**Work request**:
I would like each line of the data that holds the word "occurs" copied out.

**Provided information**:
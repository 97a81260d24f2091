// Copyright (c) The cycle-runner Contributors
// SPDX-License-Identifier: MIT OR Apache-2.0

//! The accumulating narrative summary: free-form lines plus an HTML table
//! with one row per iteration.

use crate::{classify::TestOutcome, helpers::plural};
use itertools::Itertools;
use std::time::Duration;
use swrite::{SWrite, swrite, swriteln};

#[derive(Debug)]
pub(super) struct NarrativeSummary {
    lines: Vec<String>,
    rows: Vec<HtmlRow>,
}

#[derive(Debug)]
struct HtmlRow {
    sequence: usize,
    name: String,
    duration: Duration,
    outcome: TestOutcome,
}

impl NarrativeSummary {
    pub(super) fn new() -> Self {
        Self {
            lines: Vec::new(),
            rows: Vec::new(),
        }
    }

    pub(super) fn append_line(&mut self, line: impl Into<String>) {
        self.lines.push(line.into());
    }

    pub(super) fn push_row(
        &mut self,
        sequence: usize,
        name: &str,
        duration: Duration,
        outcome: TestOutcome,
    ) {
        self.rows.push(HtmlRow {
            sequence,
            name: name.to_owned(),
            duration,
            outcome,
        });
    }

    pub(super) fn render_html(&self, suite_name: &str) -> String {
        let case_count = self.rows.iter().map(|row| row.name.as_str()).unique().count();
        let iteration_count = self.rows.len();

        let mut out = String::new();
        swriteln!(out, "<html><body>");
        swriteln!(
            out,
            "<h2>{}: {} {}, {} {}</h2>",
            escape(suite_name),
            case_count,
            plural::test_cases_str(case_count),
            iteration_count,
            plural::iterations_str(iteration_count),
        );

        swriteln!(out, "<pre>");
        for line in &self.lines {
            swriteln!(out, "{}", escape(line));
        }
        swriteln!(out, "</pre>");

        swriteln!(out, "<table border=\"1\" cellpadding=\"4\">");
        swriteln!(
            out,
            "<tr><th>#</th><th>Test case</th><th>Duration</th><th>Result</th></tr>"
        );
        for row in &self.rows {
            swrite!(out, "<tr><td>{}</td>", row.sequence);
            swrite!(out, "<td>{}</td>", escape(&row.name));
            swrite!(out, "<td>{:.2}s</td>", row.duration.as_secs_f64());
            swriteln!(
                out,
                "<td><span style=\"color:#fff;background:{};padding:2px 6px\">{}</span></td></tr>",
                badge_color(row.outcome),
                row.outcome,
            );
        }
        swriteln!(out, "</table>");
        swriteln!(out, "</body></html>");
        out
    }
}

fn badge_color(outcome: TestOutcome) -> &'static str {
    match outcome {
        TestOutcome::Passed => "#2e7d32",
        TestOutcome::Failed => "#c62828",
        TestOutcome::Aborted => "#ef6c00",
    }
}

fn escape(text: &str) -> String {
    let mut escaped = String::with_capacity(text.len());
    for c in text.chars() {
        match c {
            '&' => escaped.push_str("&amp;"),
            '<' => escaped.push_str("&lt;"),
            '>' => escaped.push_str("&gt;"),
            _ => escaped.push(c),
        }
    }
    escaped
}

--

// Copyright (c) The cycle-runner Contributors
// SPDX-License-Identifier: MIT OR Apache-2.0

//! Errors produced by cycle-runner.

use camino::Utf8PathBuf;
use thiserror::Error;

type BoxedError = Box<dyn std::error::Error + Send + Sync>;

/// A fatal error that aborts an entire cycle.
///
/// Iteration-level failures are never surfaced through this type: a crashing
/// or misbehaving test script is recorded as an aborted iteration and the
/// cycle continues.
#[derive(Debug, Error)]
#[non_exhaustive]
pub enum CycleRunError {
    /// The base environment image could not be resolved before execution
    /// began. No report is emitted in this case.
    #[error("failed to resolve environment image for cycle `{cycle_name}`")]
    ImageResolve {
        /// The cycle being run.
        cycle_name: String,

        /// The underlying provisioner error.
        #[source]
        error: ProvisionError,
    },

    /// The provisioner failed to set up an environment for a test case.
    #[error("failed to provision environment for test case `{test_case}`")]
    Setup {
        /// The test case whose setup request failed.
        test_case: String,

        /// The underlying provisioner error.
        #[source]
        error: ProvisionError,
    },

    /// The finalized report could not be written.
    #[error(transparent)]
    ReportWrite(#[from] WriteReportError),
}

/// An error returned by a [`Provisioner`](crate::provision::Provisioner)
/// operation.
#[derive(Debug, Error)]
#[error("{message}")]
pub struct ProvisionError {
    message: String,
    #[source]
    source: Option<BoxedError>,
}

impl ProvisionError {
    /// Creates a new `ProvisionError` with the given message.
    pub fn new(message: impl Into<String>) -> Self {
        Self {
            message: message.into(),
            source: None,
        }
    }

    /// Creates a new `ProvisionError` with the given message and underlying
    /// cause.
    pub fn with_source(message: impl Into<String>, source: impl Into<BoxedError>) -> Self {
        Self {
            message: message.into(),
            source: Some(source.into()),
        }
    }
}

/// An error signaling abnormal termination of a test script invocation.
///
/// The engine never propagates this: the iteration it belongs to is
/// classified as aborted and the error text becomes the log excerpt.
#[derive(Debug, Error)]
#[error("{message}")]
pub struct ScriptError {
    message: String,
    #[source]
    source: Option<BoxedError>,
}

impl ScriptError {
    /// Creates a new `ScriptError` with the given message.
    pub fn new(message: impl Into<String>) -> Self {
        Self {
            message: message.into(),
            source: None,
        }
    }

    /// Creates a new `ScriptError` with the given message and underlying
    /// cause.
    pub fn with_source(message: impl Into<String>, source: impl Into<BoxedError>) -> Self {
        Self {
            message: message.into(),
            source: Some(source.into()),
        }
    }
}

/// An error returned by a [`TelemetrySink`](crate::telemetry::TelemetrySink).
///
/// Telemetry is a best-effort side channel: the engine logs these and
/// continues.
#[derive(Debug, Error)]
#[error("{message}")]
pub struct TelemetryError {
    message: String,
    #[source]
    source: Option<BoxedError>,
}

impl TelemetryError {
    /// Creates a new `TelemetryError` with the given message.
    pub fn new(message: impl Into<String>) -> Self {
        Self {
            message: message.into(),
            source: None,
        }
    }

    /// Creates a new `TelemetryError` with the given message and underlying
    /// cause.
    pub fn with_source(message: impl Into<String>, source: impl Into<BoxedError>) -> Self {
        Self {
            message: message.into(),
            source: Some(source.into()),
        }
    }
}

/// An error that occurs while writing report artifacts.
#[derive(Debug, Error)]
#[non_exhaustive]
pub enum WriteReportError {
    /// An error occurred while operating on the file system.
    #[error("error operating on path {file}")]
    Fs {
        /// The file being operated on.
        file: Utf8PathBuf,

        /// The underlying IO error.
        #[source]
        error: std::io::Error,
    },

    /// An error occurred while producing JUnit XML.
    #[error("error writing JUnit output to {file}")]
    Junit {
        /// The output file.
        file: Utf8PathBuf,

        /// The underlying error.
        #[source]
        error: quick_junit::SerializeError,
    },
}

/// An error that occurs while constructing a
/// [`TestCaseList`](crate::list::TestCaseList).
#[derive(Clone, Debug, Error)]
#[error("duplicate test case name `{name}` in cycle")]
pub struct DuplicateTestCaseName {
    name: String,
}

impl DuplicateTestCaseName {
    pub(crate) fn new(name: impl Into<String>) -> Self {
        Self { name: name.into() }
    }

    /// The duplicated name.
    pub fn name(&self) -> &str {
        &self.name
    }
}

**Worked solution**:
/// An error that occurs while writing report artifacts.
/// An error that occurs while constructing a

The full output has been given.